* PROBLEM TO WORK ON: Report the count of lines below that include "timers", without any other text.

* Collected data:
───

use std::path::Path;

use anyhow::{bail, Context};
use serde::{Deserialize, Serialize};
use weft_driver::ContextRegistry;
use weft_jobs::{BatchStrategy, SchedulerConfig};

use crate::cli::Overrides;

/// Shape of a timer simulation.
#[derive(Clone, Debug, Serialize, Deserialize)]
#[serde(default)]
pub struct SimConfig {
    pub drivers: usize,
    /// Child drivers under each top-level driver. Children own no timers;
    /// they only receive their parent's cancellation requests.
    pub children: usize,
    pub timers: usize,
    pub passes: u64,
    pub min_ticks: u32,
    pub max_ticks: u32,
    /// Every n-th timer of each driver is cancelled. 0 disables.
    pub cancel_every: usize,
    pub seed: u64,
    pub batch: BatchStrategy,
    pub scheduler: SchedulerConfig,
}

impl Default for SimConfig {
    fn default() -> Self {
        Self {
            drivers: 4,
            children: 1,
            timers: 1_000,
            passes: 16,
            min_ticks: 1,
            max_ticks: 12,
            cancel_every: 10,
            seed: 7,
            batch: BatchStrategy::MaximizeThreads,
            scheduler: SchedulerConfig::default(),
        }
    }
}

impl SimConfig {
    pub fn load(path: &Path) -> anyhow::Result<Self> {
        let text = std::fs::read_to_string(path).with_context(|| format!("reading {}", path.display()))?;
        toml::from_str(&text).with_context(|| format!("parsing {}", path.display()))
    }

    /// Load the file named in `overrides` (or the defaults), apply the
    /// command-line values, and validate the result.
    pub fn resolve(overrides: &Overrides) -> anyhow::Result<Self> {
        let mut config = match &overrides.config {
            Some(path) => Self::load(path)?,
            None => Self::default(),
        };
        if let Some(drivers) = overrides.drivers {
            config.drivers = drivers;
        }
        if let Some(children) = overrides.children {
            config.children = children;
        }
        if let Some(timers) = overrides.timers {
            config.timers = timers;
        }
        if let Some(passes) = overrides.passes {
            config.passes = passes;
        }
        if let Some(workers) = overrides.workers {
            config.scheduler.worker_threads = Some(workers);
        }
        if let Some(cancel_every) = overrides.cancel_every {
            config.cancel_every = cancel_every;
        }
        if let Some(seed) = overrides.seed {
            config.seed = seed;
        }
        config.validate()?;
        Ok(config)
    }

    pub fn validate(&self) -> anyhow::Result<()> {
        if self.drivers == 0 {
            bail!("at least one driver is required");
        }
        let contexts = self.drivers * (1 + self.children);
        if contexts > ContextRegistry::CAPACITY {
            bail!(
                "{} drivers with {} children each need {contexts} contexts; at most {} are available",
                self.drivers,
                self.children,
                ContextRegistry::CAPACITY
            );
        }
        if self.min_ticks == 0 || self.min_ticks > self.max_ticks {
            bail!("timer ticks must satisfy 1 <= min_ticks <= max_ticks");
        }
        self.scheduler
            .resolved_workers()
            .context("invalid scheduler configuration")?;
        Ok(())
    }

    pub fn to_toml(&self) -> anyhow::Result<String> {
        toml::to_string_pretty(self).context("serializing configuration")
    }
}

───

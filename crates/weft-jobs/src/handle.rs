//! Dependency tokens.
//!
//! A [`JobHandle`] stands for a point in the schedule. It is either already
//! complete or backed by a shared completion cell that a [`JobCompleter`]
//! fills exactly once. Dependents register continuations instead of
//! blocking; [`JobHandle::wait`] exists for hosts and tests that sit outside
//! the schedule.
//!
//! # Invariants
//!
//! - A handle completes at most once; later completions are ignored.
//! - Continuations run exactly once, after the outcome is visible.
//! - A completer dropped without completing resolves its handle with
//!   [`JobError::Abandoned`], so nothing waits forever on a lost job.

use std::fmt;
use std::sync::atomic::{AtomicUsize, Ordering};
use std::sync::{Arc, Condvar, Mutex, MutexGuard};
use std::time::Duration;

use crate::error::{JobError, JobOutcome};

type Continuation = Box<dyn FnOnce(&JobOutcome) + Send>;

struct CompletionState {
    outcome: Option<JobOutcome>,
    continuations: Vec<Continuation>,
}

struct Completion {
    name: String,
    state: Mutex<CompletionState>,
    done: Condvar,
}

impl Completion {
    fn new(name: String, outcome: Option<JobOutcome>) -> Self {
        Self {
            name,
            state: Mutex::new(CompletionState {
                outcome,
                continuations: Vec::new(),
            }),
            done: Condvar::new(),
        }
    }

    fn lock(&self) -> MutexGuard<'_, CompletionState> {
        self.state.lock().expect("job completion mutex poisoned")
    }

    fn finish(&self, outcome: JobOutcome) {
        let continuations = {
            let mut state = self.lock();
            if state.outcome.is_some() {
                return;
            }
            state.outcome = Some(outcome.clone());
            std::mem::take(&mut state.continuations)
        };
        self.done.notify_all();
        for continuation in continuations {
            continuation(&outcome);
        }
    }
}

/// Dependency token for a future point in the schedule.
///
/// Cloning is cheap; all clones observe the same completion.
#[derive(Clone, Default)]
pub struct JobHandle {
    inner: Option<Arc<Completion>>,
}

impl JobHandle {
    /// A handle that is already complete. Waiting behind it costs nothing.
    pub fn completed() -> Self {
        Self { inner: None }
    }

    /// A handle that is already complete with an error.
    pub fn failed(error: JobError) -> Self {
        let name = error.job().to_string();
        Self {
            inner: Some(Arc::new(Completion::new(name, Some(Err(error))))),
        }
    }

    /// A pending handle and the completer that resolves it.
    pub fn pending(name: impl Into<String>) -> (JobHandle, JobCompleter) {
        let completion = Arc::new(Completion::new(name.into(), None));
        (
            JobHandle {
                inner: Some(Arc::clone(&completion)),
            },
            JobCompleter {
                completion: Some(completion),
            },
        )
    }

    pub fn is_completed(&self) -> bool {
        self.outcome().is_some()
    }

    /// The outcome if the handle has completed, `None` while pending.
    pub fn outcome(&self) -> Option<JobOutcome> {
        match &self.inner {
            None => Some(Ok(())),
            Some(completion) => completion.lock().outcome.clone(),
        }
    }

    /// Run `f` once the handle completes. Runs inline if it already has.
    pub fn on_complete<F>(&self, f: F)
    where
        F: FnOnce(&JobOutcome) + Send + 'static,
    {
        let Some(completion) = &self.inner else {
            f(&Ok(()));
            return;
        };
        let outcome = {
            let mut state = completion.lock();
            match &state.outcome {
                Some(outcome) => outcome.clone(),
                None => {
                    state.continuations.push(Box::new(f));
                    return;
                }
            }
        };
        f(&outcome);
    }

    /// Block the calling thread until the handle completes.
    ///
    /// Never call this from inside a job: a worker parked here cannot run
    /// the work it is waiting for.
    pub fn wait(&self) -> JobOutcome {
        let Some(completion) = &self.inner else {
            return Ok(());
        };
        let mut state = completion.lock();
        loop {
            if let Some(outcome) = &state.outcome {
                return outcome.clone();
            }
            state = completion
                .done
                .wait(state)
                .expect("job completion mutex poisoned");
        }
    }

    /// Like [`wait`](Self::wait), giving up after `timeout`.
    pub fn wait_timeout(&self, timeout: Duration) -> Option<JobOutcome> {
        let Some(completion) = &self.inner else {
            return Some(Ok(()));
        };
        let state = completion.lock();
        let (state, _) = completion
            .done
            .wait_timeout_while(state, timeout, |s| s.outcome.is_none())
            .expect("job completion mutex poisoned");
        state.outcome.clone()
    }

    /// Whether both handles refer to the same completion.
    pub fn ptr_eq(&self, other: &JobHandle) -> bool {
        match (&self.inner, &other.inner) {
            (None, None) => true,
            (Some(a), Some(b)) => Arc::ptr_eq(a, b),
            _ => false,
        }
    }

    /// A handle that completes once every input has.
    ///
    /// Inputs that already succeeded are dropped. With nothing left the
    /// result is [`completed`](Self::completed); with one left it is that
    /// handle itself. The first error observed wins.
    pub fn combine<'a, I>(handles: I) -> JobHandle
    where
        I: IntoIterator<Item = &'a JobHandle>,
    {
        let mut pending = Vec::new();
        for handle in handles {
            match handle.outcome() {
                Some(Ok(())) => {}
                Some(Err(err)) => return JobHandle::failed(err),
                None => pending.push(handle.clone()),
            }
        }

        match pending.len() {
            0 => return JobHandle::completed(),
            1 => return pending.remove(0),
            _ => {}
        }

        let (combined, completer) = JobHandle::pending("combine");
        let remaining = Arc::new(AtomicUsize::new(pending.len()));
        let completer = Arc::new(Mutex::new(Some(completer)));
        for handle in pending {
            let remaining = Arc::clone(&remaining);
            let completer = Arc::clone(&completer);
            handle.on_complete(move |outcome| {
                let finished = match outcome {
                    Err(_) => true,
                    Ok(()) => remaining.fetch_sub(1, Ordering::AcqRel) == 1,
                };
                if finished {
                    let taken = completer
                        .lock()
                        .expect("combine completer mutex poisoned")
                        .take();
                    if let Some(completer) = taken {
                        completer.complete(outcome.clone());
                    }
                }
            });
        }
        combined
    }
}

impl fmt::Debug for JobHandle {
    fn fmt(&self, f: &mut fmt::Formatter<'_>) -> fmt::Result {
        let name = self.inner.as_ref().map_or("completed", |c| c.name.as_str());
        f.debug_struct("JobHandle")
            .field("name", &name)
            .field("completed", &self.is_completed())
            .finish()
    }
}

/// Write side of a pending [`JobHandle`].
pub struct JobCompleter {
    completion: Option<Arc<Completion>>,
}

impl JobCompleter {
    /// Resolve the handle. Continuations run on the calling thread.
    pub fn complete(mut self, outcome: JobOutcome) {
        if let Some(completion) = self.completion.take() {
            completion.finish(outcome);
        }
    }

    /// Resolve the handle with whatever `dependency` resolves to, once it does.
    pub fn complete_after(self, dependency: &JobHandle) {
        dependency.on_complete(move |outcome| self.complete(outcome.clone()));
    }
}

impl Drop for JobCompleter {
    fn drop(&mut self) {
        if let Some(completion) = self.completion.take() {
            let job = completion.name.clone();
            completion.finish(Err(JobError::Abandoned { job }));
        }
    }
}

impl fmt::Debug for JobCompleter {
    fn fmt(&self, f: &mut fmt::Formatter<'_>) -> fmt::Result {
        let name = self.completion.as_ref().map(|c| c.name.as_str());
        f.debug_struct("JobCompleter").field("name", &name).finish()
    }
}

───

* EXPECTED ANSWER: 5